The task: Repeat the line that contains "pub(crate) fn year_overview(planner: &YearPlanner, json: bool)" exactly, along with each following line up to and including the last line of the entries.

Dataset records:
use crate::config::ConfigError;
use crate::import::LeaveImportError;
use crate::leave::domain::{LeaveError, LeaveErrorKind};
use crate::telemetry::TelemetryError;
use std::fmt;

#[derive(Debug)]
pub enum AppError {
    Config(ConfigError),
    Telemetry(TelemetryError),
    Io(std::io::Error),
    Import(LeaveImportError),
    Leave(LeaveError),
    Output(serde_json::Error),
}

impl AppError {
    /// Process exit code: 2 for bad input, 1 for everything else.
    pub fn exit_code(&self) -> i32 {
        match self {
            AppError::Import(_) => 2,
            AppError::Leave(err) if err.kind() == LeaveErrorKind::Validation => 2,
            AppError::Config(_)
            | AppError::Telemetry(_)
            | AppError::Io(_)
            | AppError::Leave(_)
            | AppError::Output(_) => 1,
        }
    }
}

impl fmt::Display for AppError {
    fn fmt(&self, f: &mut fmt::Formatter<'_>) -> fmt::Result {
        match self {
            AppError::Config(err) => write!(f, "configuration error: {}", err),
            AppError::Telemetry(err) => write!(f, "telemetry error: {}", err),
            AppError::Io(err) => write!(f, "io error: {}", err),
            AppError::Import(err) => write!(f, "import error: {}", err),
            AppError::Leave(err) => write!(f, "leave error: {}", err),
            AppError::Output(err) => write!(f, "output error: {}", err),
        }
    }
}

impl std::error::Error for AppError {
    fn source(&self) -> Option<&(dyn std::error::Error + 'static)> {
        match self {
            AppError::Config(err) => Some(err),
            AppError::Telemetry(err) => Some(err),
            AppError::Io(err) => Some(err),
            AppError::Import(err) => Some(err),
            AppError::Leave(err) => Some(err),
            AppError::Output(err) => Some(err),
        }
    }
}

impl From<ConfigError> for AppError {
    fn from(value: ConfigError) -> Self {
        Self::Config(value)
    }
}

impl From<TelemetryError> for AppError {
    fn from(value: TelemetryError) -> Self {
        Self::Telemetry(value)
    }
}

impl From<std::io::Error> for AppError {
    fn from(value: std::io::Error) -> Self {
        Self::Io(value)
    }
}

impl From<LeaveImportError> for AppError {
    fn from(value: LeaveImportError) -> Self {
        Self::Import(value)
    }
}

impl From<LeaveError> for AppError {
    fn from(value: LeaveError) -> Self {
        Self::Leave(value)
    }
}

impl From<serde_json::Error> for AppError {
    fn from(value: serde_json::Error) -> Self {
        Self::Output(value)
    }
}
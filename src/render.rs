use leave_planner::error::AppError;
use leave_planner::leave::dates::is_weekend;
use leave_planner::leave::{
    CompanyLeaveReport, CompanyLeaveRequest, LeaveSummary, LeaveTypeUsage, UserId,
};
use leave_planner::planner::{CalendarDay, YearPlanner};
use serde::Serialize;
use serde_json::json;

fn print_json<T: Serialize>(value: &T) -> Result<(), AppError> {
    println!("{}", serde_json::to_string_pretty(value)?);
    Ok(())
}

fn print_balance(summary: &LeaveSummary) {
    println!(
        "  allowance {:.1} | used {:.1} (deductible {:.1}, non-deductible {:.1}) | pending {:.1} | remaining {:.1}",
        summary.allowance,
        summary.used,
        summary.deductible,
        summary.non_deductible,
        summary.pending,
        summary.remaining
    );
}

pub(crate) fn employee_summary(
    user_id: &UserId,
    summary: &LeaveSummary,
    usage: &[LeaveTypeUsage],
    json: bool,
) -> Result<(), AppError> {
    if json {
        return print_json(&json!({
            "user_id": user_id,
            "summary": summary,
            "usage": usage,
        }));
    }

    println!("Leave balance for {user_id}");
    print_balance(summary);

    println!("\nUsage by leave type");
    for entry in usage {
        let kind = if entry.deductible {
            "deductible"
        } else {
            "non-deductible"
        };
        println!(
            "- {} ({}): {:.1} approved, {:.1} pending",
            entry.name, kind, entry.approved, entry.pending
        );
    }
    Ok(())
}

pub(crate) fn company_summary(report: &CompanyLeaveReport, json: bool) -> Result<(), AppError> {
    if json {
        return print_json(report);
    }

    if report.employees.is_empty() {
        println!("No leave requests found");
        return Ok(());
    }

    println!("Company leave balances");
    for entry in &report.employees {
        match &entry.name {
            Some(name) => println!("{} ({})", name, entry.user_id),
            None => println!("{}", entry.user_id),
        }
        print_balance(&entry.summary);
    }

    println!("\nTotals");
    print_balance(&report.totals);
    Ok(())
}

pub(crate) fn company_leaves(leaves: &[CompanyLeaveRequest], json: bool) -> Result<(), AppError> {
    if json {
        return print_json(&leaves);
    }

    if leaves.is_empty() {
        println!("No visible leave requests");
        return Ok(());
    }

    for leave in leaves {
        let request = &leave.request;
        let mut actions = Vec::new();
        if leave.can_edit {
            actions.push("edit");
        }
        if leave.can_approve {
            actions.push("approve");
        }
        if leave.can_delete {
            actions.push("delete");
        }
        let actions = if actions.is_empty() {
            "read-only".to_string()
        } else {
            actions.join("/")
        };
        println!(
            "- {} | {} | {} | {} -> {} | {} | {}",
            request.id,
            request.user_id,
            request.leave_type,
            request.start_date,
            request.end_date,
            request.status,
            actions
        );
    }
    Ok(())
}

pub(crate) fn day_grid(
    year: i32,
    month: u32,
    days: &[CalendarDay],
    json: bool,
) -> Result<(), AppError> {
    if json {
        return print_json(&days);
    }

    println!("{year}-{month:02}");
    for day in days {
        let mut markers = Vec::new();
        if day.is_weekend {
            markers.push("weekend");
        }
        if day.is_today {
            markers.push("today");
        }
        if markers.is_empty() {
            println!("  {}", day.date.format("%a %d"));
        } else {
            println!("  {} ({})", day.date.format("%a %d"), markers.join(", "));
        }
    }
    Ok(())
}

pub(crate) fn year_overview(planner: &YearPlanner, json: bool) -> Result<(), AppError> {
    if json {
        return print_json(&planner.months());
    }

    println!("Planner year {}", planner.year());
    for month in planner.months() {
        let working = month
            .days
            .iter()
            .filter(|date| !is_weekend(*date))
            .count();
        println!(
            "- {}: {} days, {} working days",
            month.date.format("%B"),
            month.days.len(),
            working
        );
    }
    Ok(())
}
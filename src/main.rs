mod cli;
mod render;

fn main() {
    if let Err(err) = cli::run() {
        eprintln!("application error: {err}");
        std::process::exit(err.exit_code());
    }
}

Output of the task:
pub(crate) fn year_overview(planner: &YearPlanner, json: bool) -> Result<(), AppError> {
    if json {
        return print_json(&planner.months());
    }

    println!("Planner year {}", planner.year());
    for month in planner.months() {
        let working = month
            .days
            .iter()
            .filter(|date| !is_weekend(*date))
            .count();
        println!(
            "- {}: {} days, {} working days",
            month.date.format("%B"),
            month.days.len(),
            working
        );
    }
    Ok(())
}
filename src/main.rs
mod cli;
mod render;

fn main() {
    if let Err(err) = cli::run() {
        eprintln!("application error: {err}");
        std::process::exit(err.exit_code());
    }
}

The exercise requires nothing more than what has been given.